Exercise objective
Answer with the exact lines of the following material from the one containing "duration of a run" through the one containing "its allow/disallow rules", both end lines included.

Available data
━━━━━━━━━━━━━━━━
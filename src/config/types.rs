use serde::Deserialize;
use std::path::PathBuf;

/// Crawler configuration, immutable for the duration of a run
#[derive(Debug, Clone, Deserialize)]
#[serde(deny_unknown_fields)]
pub struct Config {
    /// URL the breadth-first traversal starts from
    #[serde(rename = "start-url")]
    pub start_url: String,

    /// Hostname defining the crawl boundary
    #[serde(rename = "allowed-domain")]
    pub allowed_domain: String,

    /// Root directory downloaded files are written under
    #[serde(rename = "output-dir", default = "default_output_dir")]
    pub output_dir: PathBuf,

    /// Directory holding the visited-URL file and the manifest
    #[serde(rename = "state-dir", default = "default_state_dir")]
    pub state_dir: PathBuf,

    /// Page-visit cap for a single discovery run
    #[serde(rename = "max-pages", default = "default_max_pages")]
    pub max_pages: usize,

    /// Maximum traversal depth from the start URL
    #[serde(rename = "max-depth", default = "default_max_depth")]
    pub max_depth: u32,

    /// Whether to fetch robots.txt and honor its allow/disallow rules
    #[serde(rename = "respect-robots-txt", default = "default_true")]
    pub respect_robots_txt: bool,

    /// File extensions (with leading dot) that mark a link as a harvest target
    #[serde(rename = "allowed-extensions", default = "default_extensions")]
    pub allowed_extensions: Vec<String>,

    /// Whether hosts under the allowed domain are in scope
    #[serde(rename = "follow-subdomains", default)]
    pub follow_subdomains: bool,

    /// Seconds to sleep between successive page fetches
    #[serde(rename = "rate-limit-sec", default = "default_rate_limit")]
    pub rate_limit_sec: f64,

    /// Per-request timeout in seconds
    #[serde(rename = "timeout-sec", default = "default_timeout")]
    pub timeout_sec: u64,

    /// User agent sent with every request and matched against robots.txt
    #[serde(rename = "user-agent", default = "default_user_agent")]
    pub user_agent: String,

    /// Additional attempts after a transient transport failure
    #[serde(default = "default_retries")]
    pub retries: u32,

    /// Whether query strings are stripped during URL normalization
    #[serde(rename = "ignore-query-params", default = "default_true")]
    pub ignore_query_params: bool,
}

fn default_output_dir() -> PathBuf {
    PathBuf::from("./out")
}

fn default_state_dir() -> PathBuf {
    PathBuf::from("./state")
}

fn default_max_pages() -> usize {
    10_000
}

fn default_max_depth() -> u32 {
    10
}

fn default_true() -> bool {
    true
}

fn default_extensions() -> Vec<String> {
    [".pdf", ".doc", ".docx", ".xls", ".xlsx", ".csv", ".zip"]
        .iter()
        .map(|s| s.to_string())
        .collect()
}

fn default_rate_limit() -> f64 {
    0.5
}

fn default_timeout() -> u64 {
    20
}

fn default_user_agent() -> String {
    format!("harvestman/{} (+https://github.com/harvestman)", env!("CARGO_PKG_VERSION"))
}

fn default_retries() -> u32 {
    2
}
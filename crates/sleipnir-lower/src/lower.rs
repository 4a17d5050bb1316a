//! The recursive circuit-lowering pass.

use tracing::{debug, instrument, trace};

use sleipnir_ir::{Circuit, CustomGate, Instruction, IrError, Operation};

use crate::capability::{CapabilitySet, SupportVerdict};
use crate::error::{LowerError, LowerResult};

/// Default bound on recursive decomposition depth.
pub const DEFAULT_MAX_DEPTH: usize = 128;

/// The lowering engine.
///
/// Rewrites a circuit so every leaf is executable by the engine described
/// by the capability set: native operations pass through unchanged,
/// unsupported unitaries of at most two qubits collapse to a dense-matrix
/// gate with the same operator, and everything else is decomposed and
/// re-lowered recursively.
///
/// Lowering is pure: the input circuit is never mutated, the capability
/// set is never changed, and the same input always produces the same
/// output.
pub struct Lowering {
    caps: CapabilitySet,
    max_depth: usize,
}

impl Lowering {
    /// Create a lowering engine for the given capability set.
    pub fn new(caps: CapabilitySet) -> Self {
        Self {
            caps,
            max_depth: DEFAULT_MAX_DEPTH,
        }
    }

    /// Override the recursion depth bound.
    #[must_use]
    pub fn with_max_depth(mut self, max_depth: usize) -> Self {
        self.max_depth = max_depth;
        self
    }

    /// The capability set this engine lowers toward.
    pub fn capabilities(&self) -> &CapabilitySet {
        &self.caps
    }

    /// Lower a circuit instruction-wise, concatenating results in input
    /// order.
    ///
    /// All-or-nothing: the first structurally unsupported operation
    /// aborts the whole call and no partial circuit is returned.
    #[instrument(skip_all, fields(circuit = circuit.name(), instructions = circuit.len()))]
    pub fn lower(&self, circuit: &Circuit) -> LowerResult<Circuit> {
        let mut out = Circuit::new(circuit.name());
        for instruction in circuit {
            self.lower_instruction(instruction, &mut out, 0)?;
        }
        debug!(
            input = circuit.len(),
            output = out.len(),
            "lowering complete"
        );
        Ok(out)
    }

    fn lower_instruction(
        &self,
        instruction: &Instruction,
        out: &mut Circuit,
        depth: usize,
    ) -> LowerResult<()> {
        if depth > self.max_depth {
            return Err(LowerError::DecompositionDiverged {
                name: instruction.name().to_string(),
                max_depth: self.max_depth,
            });
        }

        match self.caps.classify(instruction.operation())? {
            SupportVerdict::Unsupported { reason } => Err(LowerError::UnsupportedOperation {
                name: instruction.name().to_string(),
                reason,
            }),

            SupportVerdict::Supported => {
                if self.operation_is_native(instruction.operation())? {
                    out.push(instruction.clone());
                    return Ok(());
                }
                self.lower_non_native(instruction, out, depth)
            }

            SupportVerdict::NeedsDecomposition => {
                // Unsupported unitary on at most two qubits: emit a
                // dense-matrix gate with the exact same operator,
                // discarding the symbolic identity.
                let op = instruction.operation();
                if op.is_unitary_gate() && op.num_qubits() <= 2 {
                    if let Some(matrix) = op.matrix() {
                        trace!(name = instruction.name(), "dense-matrix fallback");
                        let fallback =
                            Operation::Custom(CustomGate::from_matrix(instruction.name(), matrix));
                        out.push(Instruction::new(
                            fallback,
                            instruction.qubits().iter().copied(),
                            [],
                            [],
                        )?);
                        return Ok(());
                    }
                }
                self.lower_non_native(instruction, out, depth)
            }
        }
    }

    /// Lower an instruction whose leaves are not yet native. Blocks keep
    /// their shape with the body lowered in place, guarded operations
    /// re-guard their lowered pieces, everything else expands through its
    /// decomposition rule.
    fn lower_non_native(
        &self,
        instruction: &Instruction,
        out: &mut Circuit,
        depth: usize,
    ) -> LowerResult<()> {
        match instruction.operation() {
            Operation::Block {
                num_qubits,
                num_bits,
                num_zvars,
                body,
            } => {
                let mut lowered = Circuit::new("block");
                for piece in body {
                    self.lower_instruction(piece, &mut lowered, depth + 1)?;
                }
                let rebuilt = Operation::Block {
                    num_qubits: *num_qubits,
                    num_bits: *num_bits,
                    num_zvars: *num_zvars,
                    body: lowered.instructions().to_vec(),
                };
                out.push(instruction.with_operation(rebuilt)?);
                Ok(())
            }

            Operation::IfStatement { base, condition } => {
                let width = condition.width();
                let inner = Instruction::new(
                    base.as_ref().clone(),
                    instruction.qubits().iter().copied(),
                    instruction.bits()[width..].iter().copied(),
                    instruction.zvars().iter().copied(),
                )?;
                let mut lowered = Circuit::new("if");
                self.lower_instruction(&inner, &mut lowered, depth + 1)?;
                for piece in lowered.instructions() {
                    let mut bits = instruction.bits()[..width].to_vec();
                    bits.extend_from_slice(piece.bits());
                    out.push(Instruction::new(
                        Operation::if_statement(piece.operation().clone(), condition.clone()),
                        piece.qubits().iter().copied(),
                        bits,
                        piece.zvars().iter().copied(),
                    )?);
                }
                Ok(())
            }

            _ => self.expand(instruction, out, depth),
        }
    }

    /// Decompose one instruction and recursively lower the pieces.
    fn expand(&self, instruction: &Instruction, out: &mut Circuit, depth: usize) -> LowerResult<()> {
        trace!(name = instruction.name(), depth, "decomposing");
        let pieces = instruction.decompose().map_err(|err| match err {
            IrError::NoDecomposition(name) => LowerError::UnsupportedOperation {
                name,
                reason: "no decomposition rule reaches the native instruction set".into(),
            },
            IrError::NonIntegerPower { name, exponent } => LowerError::UnsupportedOperation {
                name,
                reason: format!("non-integer power {exponent} has no symbolic expansion"),
            },
            other => LowerError::Ir(other),
        })?;
        for piece in pieces {
            self.lower_instruction(&piece, out, depth + 1)?;
        }
        Ok(())
    }

    /// Check that an operation, including any container body, consists
    /// only of natively supported operations.
    fn operation_is_native(&self, op: &Operation) -> LowerResult<bool> {
        if !self.caps.classify(op)?.is_supported() {
            return Ok(false);
        }
        match op {
            Operation::Block { body, .. } => {
                for piece in body {
                    if !self.operation_is_native(piece.operation())? {
                        return Ok(false);
                    }
                }
                Ok(true)
            }
            Operation::Call(call) => {
                for piece in &call.decl.body {
                    if !self.operation_is_native(piece.operation())? {
                        return Ok(false);
                    }
                }
                Ok(true)
            }
            Operation::Repeat { base, .. } | Operation::IfStatement { base, .. } => {
                self.operation_is_native(base)
            }
            _ => Ok(true),
        }
    }
}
━━━━━━━━━━━━━━━━
Result for this exercise
/// Crawler configuration, immutable for the duration of a run
#[derive(Debug, Clone, Deserialize)]
#[serde(deny_unknown_fields)]
pub struct Config {
    /// URL the breadth-first traversal starts from
    #[serde(rename = "start-url")]
    pub start_url: String,

    /// Hostname defining the crawl boundary
    #[serde(rename = "allowed-domain")]
    pub allowed_domain: String,

    /// Root directory downloaded files are written under
    #[serde(rename = "output-dir", default = "default_output_dir")]
    pub output_dir: PathBuf,

    /// Directory holding the visited-URL file and the manifest
    #[serde(rename = "state-dir", default = "default_state_dir")]
    pub state_dir: PathBuf,

    /// Page-visit cap for a single discovery run
    #[serde(rename = "max-pages", default = "default_max_pages")]
    pub max_pages: usize,

    /// Maximum traversal depth from the start URL
    #[serde(rename = "max-depth", default = "default_max_depth")]
    pub max_depth: u32,

    /// Whether to fetch robots.txt and honor its allow/disallow rules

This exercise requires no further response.